Aim The objective of the study was to compare the efficacy and safety of oral paricalcitol with oral calcitriol for treating secondary hyperparathyroidism. Methods We conducted the first multicenter open-labelled parallel group randomized controlled trial in 66 patients on dialysis. Patients were randomized to paricalcitol or calcitriol at a 3:1 dose ratio and adjusted to maintain intact parathyroid hormone (iPTH) level between 150300pg/mL, serum calcium 2.74mmol/L and calcium-phosphate product 5.63mmol2/L2. The primary end point was the proportion of patients who achieved >30% reduction in iPTH. Results At 24 weeks, 22 (61.1%) patients in the paricalcitol and 22 (73.3%) in the calcitriol group had achieved the primary end-point (P-value=0.29).
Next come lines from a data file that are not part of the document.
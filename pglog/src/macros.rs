//! `pglog_error!` and `bail!`.

/// Creates a [`crate::error::PgLogError`].
///
/// `pglog_error!(kind, "description")` or `pglog_error!(kind, "description", detail)`, where
/// `detail` is anything implementing [`ToString`].
#[macro_export]
macro_rules! pglog_error {
    ($kind:expr, $desc:expr $(,)?) => {
        $crate::error::PgLogError::new($kind, $desc)
    };
    ($kind:expr, $desc:expr, $detail:expr $(,)?) => {
        $crate::error::PgLogError::new($kind, $desc).with_detail($detail.to_string())
    };
}

/// Like [`pglog_error!`], but returns the error from the enclosing function.
#[macro_export]
macro_rules! bail {
    ($($args:tt)+) => {
        return ::core::result::Result::Err($crate::pglog_error!($($args)+))
    };
}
The cumulative proportion of patients who achieved the end-point at 6 weeks, 12 weeks and 24 weeks were 50%, 80.6% and 86.1%, respectively, in paricalcitol and 53.3%, 86.7% and 86.7%, respectively, in the calcitriol group (P-value=0.67). Median time to the end-point was 6 weeks in both groups. There were no significant differences in iPTH level at any time during the study. The median reduction in iPTH at 24 weeks was 48.4% in the paricalcitol group and 41.9% in the calcitriol group (P-value=0.6). The median maximal iPTH reduction was 77.1% (paricalcitol) and 83.7% (calcitriol), P-value=0.3. Serum calcium and incidence of hypercalcaemia did not differ between groups. 16.7% of patients in both groups had at least one episode of hypercalcaemia (serum calcium >2.74mmol/L). Other adverse events were similar between groups. Conclusion Our study suggests that oral paricalcitol has similar efficacy and safety to oral calcitriol.